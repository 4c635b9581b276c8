//! Tree-rewriting passes.
//!
//! # Usage
//!
//! Implement `QueryNodeProcessor` and override the hooks you need. The
//! provided `rewrite` walks the tree depth-first:
//!
//! ```text
//! pre_process_node(node)
//!   for each child, left to right: walk(child)
//!   set_children_order(processed children)   // interior nodes only
//!   set_children(node, ordered children)
//! post_process_node(node)
//! ```
//!
//! A hook returns the id that replaces the node it was given; returning a
//! freshly allocated node splices it into the parent's child list.
//!
//! Configuration preconditions belong in `prepare`, which `process` runs
//! before the first node is visited.

mod pipeline;


use crate::config::QueryConfigHandler;
use crate::nodes::{NodeId, QueryTree};
use crate::{Error, Result};

pub use pipeline::QueryNodeProcessorPipeline;

/// State borrowed by a pass for one traversal.
pub struct ProcessCtx<'a> {
    tree: &'a mut QueryTree,
    config: &'a QueryConfigHandler,
}

impl<'a> ProcessCtx<'a> {
    pub fn new(tree: &'a mut QueryTree, config: &'a QueryConfigHandler) -> Self {
        Self { tree, config }
    }

    pub fn tree(&self) -> &QueryTree {
        &*self.tree
    }

    pub fn tree_mut(&mut self) -> &mut QueryTree {
        &mut *self.tree
    }

    pub fn config(&self) -> &'a QueryConfigHandler {
        self.config
    }
}

pub trait QueryNodeProcessor {
    /// Name used in logs and configuration errors.
    fn name(&self) -> &'static str;

    /// Validate and capture configuration. Must not touch the tree.
    fn prepare(&mut self, _config: &QueryConfigHandler) -> Result<()> {
        Ok(())
    }

    fn pre_process_node(&mut self, _cx: &mut ProcessCtx<'_>, node: NodeId) -> Result<NodeId> {
        Ok(node)
    }

    fn post_process_node(&mut self, _cx: &mut ProcessCtx<'_>, node: NodeId) -> Result<NodeId> {
        Ok(node)
    }

    /// Reorder the processed children of an interior node before they are reattached.
    fn set_children_order(
        &mut self,
        _cx: &mut ProcessCtx<'_>,
        children: Vec<NodeId>,
    ) -> Result<Vec<NodeId>> {
        Ok(children)
    }

    /// Traverse the tree under `root`, assuming `prepare` succeeded.
    fn rewrite(
        &mut self,
        tree: &mut QueryTree,
        root: NodeId,
        config: &QueryConfigHandler,
    ) -> Result<NodeId> {
        let mut cx = ProcessCtx::new(tree, config);
        walk_node(self, &mut cx, root)
    }

    /// Validate configuration, then rewrite. Returns the new root.
    fn process(
        &mut self,
        tree: &mut QueryTree,
        root: NodeId,
        config: &QueryConfigHandler,
    ) -> Result<NodeId> {
        self.prepare(config)?;
        self.rewrite(tree, root, config)
    }

    /// `process` from the tree's root, storing the new root back.
    fn process_tree(&mut self, tree: &mut QueryTree, config: &QueryConfigHandler) -> Result<()> {
        let root = tree.root().ok_or_else(|| Error::InvalidTreeShape {
            node: None,
            reason: "tree has no root".to_owned(),
        })?;
        let root = self.process(tree, root, config)?;
        tree.set_root(root);
        Ok(())
    }
}

impl<P: QueryNodeProcessor + ?Sized> QueryNodeProcessor for Box<P> {
    fn name(&self) -> &'static str {
        (**self).name()
    }

    fn prepare(&mut self, config: &QueryConfigHandler) -> Result<()> {
        (**self).prepare(config)
    }

    fn pre_process_node(&mut self, cx: &mut ProcessCtx<'_>, node: NodeId) -> Result<NodeId> {
        (**self).pre_process_node(cx, node)
    }

    fn post_process_node(&mut self, cx: &mut ProcessCtx<'_>, node: NodeId) -> Result<NodeId> {
        (**self).post_process_node(cx, node)
    }

    fn set_children_order(
        &mut self,
        cx: &mut ProcessCtx<'_>,
        children: Vec<NodeId>,
    ) -> Result<Vec<NodeId>> {
        (**self).set_children_order(cx, children)
    }

    fn rewrite(
        &mut self,
        tree: &mut QueryTree,
        root: NodeId,
        config: &QueryConfigHandler,
    ) -> Result<NodeId> {
        (**self).rewrite(tree, root, config)
    }
}

/// Visit `node` and its subtree with `processor`. Returns the replacement id.
pub fn walk_node<P: QueryNodeProcessor + ?Sized>(
    processor: &mut P,
    cx: &mut ProcessCtx<'_>,
    node: NodeId,
) -> Result<NodeId> {
    let node = processor.pre_process_node(cx, node)?;
    walk_children(processor, cx, node)?;
    processor.post_process_node(cx, node)
}

/// Process every child of `node` and reattach them.
///
/// The child list is rebuilt from scratch on each call.
pub fn walk_children<P: QueryNodeProcessor + ?Sized>(
    processor: &mut P,
    cx: &mut ProcessCtx<'_>,
    node: NodeId,
) -> Result<()> {
    let children = cx.tree().children(node).to_vec();
    if children.is_empty() {
        return Ok(());
    }

    let mut processed = Vec::with_capacity(children.len());
    for child in children {
        processed.push(walk_node(processor, cx, child)?);
    }

    let ordered = processor.set_children_order(cx, processed)?;
    cx.tree_mut().set_children(node, ordered)
}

********************

--- What is needed ---
Return the full listing, word for word.

--- Solution for this exercise ---
repository 4c635b9581b276c8
//! Tree-rewriting passes.
//!
//! # Usage
//!
//! Implement `QueryNodeProcessor` and override the hooks you need. The
//! provided `rewrite` walks the tree depth-first:
//!
//! ```text
//! pre_process_node(node)
//!   for each child, left to right: walk(child)
//!   set_children_order(processed children)   // interior nodes only
//!   set_children(node, ordered children)
//! post_process_node(node)
//! ```
//!
//! A hook returns the id that replaces the node it was given; returning a
//! freshly allocated node splices it into the parent's child list.
//!
//! Configuration preconditions belong in `prepare`, which `process` runs
//! before the first node is visited.

mod pipeline;


use crate::config::QueryConfigHandler;
use crate::nodes::{NodeId, QueryTree};
use crate::{Error, Result};

pub use pipeline::QueryNodeProcessorPipeline;

/// State borrowed by a pass for one traversal.
pub struct ProcessCtx<'a> {
    tree: &'a mut QueryTree,
    config: &'a QueryConfigHandler,
}

impl<'a> ProcessCtx<'a> {
    pub fn new(tree: &'a mut QueryTree, config: &'a QueryConfigHandler) -> Self {
        Self { tree, config }
    }

    pub fn tree(&self) -> &QueryTree {
        &*self.tree
    }

    pub fn tree_mut(&mut self) -> &mut QueryTree {
        &mut *self.tree
    }

    pub fn config(&self) -> &'a QueryConfigHandler {
        self.config
    }
}

pub trait QueryNodeProcessor {
    /// Name used in logs and configuration errors.
    fn name(&self) -> &'static str;

    /// Validate and capture configuration. Must not touch the tree.
    fn prepare(&mut self, _config: &QueryConfigHandler) -> Result<()> {
        Ok(())
    }

    fn pre_process_node(&mut self, _cx: &mut ProcessCtx<'_>, node: NodeId) -> Result<NodeId> {
        Ok(node)
    }

    fn post_process_node(&mut self, _cx: &mut ProcessCtx<'_>, node: NodeId) -> Result<NodeId> {
        Ok(node)
    }

    /// Reorder the processed children of an interior node before they are reattached.
    fn set_children_order(
        &mut self,
        _cx: &mut ProcessCtx<'_>,
        children: Vec<NodeId>,
    ) -> Result<Vec<NodeId>> {
        Ok(children)
    }

    /// Traverse the tree under `root`, assuming `prepare` succeeded.
    fn rewrite(
        &mut self,
        tree: &mut QueryTree,
        root: NodeId,
        config: &QueryConfigHandler,
    ) -> Result<NodeId> {
        let mut cx = ProcessCtx::new(tree, config);
        walk_node(self, &mut cx, root)
    }

    /// Validate configuration, then rewrite. Returns the new root.
    fn process(
        &mut self,
        tree: &mut QueryTree,
        root: NodeId,
        config: &QueryConfigHandler,
    ) -> Result<NodeId> {
        self.prepare(config)?;
        self.rewrite(tree, root, config)
    }

    /// `process` from the tree's root, storing the new root back.
    fn process_tree(&mut self, tree: &mut QueryTree, config: &QueryConfigHandler) -> Result<()> {
        let root = tree.root().ok_or_else(|| Error::InvalidTreeShape {
            node: None,
            reason: "tree has no root".to_owned(),
        })?;
        let root = self.process(tree, root, config)?;
        tree.set_root(root);
        Ok(())
    }
}

impl<P: QueryNodeProcessor + ?Sized> QueryNodeProcessor for Box<P> {
    fn name(&self) -> &'static str {
        (**self).name()
    }

    fn prepare(&mut self, config: &QueryConfigHandler) -> Result<()> {
        (**self).prepare(config)
    }

    fn pre_process_node(&mut self, cx: &mut ProcessCtx<'_>, node: NodeId) -> Result<NodeId> {
        (**self).pre_process_node(cx, node)
    }

    fn post_process_node(&mut self, cx: &mut ProcessCtx<'_>, node: NodeId) -> Result<NodeId> {
        (**self).post_process_node(cx, node)
    }

    fn set_children_order(
        &mut self,
        cx: &mut ProcessCtx<'_>,
        children: Vec<NodeId>,
    ) -> Result<Vec<NodeId>> {
        (**self).set_children_order(cx, children)
    }

    fn rewrite(
        &mut self,
        tree: &mut QueryTree,
        root: NodeId,
        config: &QueryConfigHandler,
    ) -> Result<NodeId> {
        (**self).rewrite(tree, root, config)
    }
}

/// Visit `node` and its subtree with `processor`. Returns the replacement id.
pub fn walk_node<P: QueryNodeProcessor + ?Sized>(
    processor: &mut P,
    cx: &mut ProcessCtx<'_>,
    node: NodeId,
) -> Result<NodeId> {
    let node = processor.pre_process_node(cx, node)?;
    walk_children(processor, cx, node)?;
    processor.post_process_node(cx, node)
}

/// Process every child of `node` and reattach them.
///
/// The child list is rebuilt from scratch on each call.
pub fn walk_children<P: QueryNodeProcessor + ?Sized>(
    processor: &mut P,
    cx: &mut ProcessCtx<'_>,
    node: NodeId,
) -> Result<()> {
    let children = cx.tree().children(node).to_vec();
    if children.is_empty() {
        return Ok(());
    }

    let mut processed = Vec::with_capacity(children.len());
    for child in children {
        processed.push(walk_node(processor, cx, child)?);
    }

    let ordered = processor.set_children_order(cx, processed)?;
    cx.tree_mut().set_children(node, ordered)
}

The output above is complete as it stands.